Myxococcus xanthus is a gram-negative, rod-shaped species of myxobacteria that exhibits various forms of self-organizing behavior in response to environmental cues. Under normal conditions with abundant food, it exists as a predatory, saprophytic single-species biofilm called a swarm. Under starvation conditions, it undergoes a multicellular development cycle.

Colony growth 
A swarm of M. xanthus is a distributed system, containing millions of bacteria that communicate among themselves in a non-centralized fashion. Simple patterns of cooperative behavior among the members of the colony combine to generate complex group behaviors in a process known as "stigmergy". For example, the tendency for one cell to glide only when in direct contact with another results in the colony forming swarms called "wolf-packs" that may measure up to several inches wide.
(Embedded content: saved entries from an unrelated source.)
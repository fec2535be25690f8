// Copyright 2025 the Understory Authors
// SPDX-License-Identifier: Apache-2.0 OR MIT

//! Loader lifecycle and pointer routing.
//!
//! This example plays the host's part: it "fetches" an image for a loader,
//! reports progress and completion, then feeds pointer input to the stage.
//!
//! Run:
//! - `RUST_LOG=debug cargo run -p understory_examples --example display_loader_pointer`

use kurbo::{Point, Rect};
use tracing_subscriber::EnvFilter;
use understory_display::{BitmapData, LoadStatus, RecordingSurface, Stage, StageConfig};
use understory_event::{EventPayload, EventType, Outcome};

fn main() {
    tracing_subscriber::fmt()
        .with_env_filter(EnvFilter::from_default_env())
        .init();

    let mut stage = Stage::new(StageConfig::default(), RecordingSurface::new(550, 400));
    let root = stage.root();

    let loader = stage.create_loader();
    stage.set_x(loader, 40.0).expect("loader is not the stage");
    stage.set_y(loader, 30.0).expect("loader is not the stage");
    stage.add_child(root, loader).expect("stage accepts loaders");

    for kind in [EventType::OPEN, EventType::PROGRESS, EventType::COMPLETE] {
        stage
            .add_event_listener(loader, kind, |stage, e| {
                let info = stage.loader_info(e.target).ok();
                println!(
                    "{:<9} status={:?} payload={:?}",
                    e.kind.as_str(),
                    info.map(|i| i.status()),
                    e.payload
                );
                Outcome::Continue
            })
            .expect("loader is alive");
    }

    // The host's network layer would do this asynchronously.
    stage.load(loader, "assets/tile.png").expect("node is a loader");
    stage.loader_open(loader).expect("node is a loader");
    for loaded in [256, 512, 1024] {
        stage
            .loader_progress(loader, loaded, 1024)
            .expect("node is a loader");
    }
    let mut image = BitmapData::new(64, 48, false, 0x2266AA);
    image.fill_rect(Rect::new(8.0, 8.0, 56.0, 40.0), 0xFFFFFFFF);
    stage
        .loader_complete(loader, image)
        .expect("node is a loader");

    let info = stage.loader_info(loader).expect("node is a loader");
    assert_eq!(info.status(), LoadStatus::Complete);
    println!(
        "loaded {}x{} from {:?}, bounds on stage {:?}",
        info.width(),
        info.height(),
        info.url(),
        stage.get_bounds(loader, root)
    );

    // Pointer feedback on the loaded image.
    for kind in [EventType::MOUSE_OVER, EventType::MOUSE_OUT, EventType::CLICK] {
        stage
            .add_event_listener(loader, kind, |_, e| {
                if let EventPayload::Pointer {
                    local_x, local_y, ..
                } = e.payload
                {
                    println!("{:<9} at local ({local_x}, {local_y})", e.kind.as_str());
                }
                Outcome::Continue
            })
            .expect("loader is alive");
    }
    for p in [(10.0, 10.0), (50.0, 40.0), (60.0, 50.0), (200.0, 200.0)] {
        stage.pointer_move(Point::from(p));
    }
    let hits = stage.pointer_click(Point::new(70.0, 60.0));
    println!("click hit {hits} targets");

    stage.invalidate();
}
This behavior is advantageous to the members of the swarm, as it increases the concentration of extracellular digestive enzymes secreted by the bacteria, thus facilitating predatory feeding. M. xanthus feeds on dead biomass of a broad range of bacteria and some fungi, discriminating live from dead cells, and causing cell death and lysis when required.

During stressful conditions, the bacteria undergo a process in which about 100,000 individual cells aggregate to form a structure called the fruiting body over the course of several hours. On the interior of the fruiting body, the rod-shaped cells differentiate into spherical, thick-walled spores. They undergo changes in the synthesis of new proteins, as well as alterations in the cell wall, which parallel the morphological changes. During these aggregations, dense ridges of cells move in ripples, which wax and wane over 5 hours.

Motility 

An important part of M. xanthus behavior is its ability to move on a solid surface by a mechanism called "gliding". Gliding Motility is a method of locomotion that allows for movement, without the help of flagella, on a solid surface. Gliding Motility is also called A-motility (adventurous). In A motility, single cells move, resulting in a distribution with many single cells. M. xanthus have the ability to use a second type of motility. This motility is called Social motility, single cells do not move, but cells that are close to one another move. This leads to a spatial distribution of cells with many clusters and few isolated single cells. This motility depend on the presence of the Type IV pili and diverse polysaccharides.

More than 37 genes are involved in the A-motility system, which comprises multiple motor elements that are arrayed along the entire cell body. Each motor element appears to be localized to the periplasmic space and is bound to the peptidoglycan layer. The motors are hypothesized to move on helical cytoskeletal filaments. Gliding force generated by these motors is coupled to adhesion sites that move freely in the outer membrane, and which provide a specific contact with the substratum, possibly aided by extracellular polysaccharide slime.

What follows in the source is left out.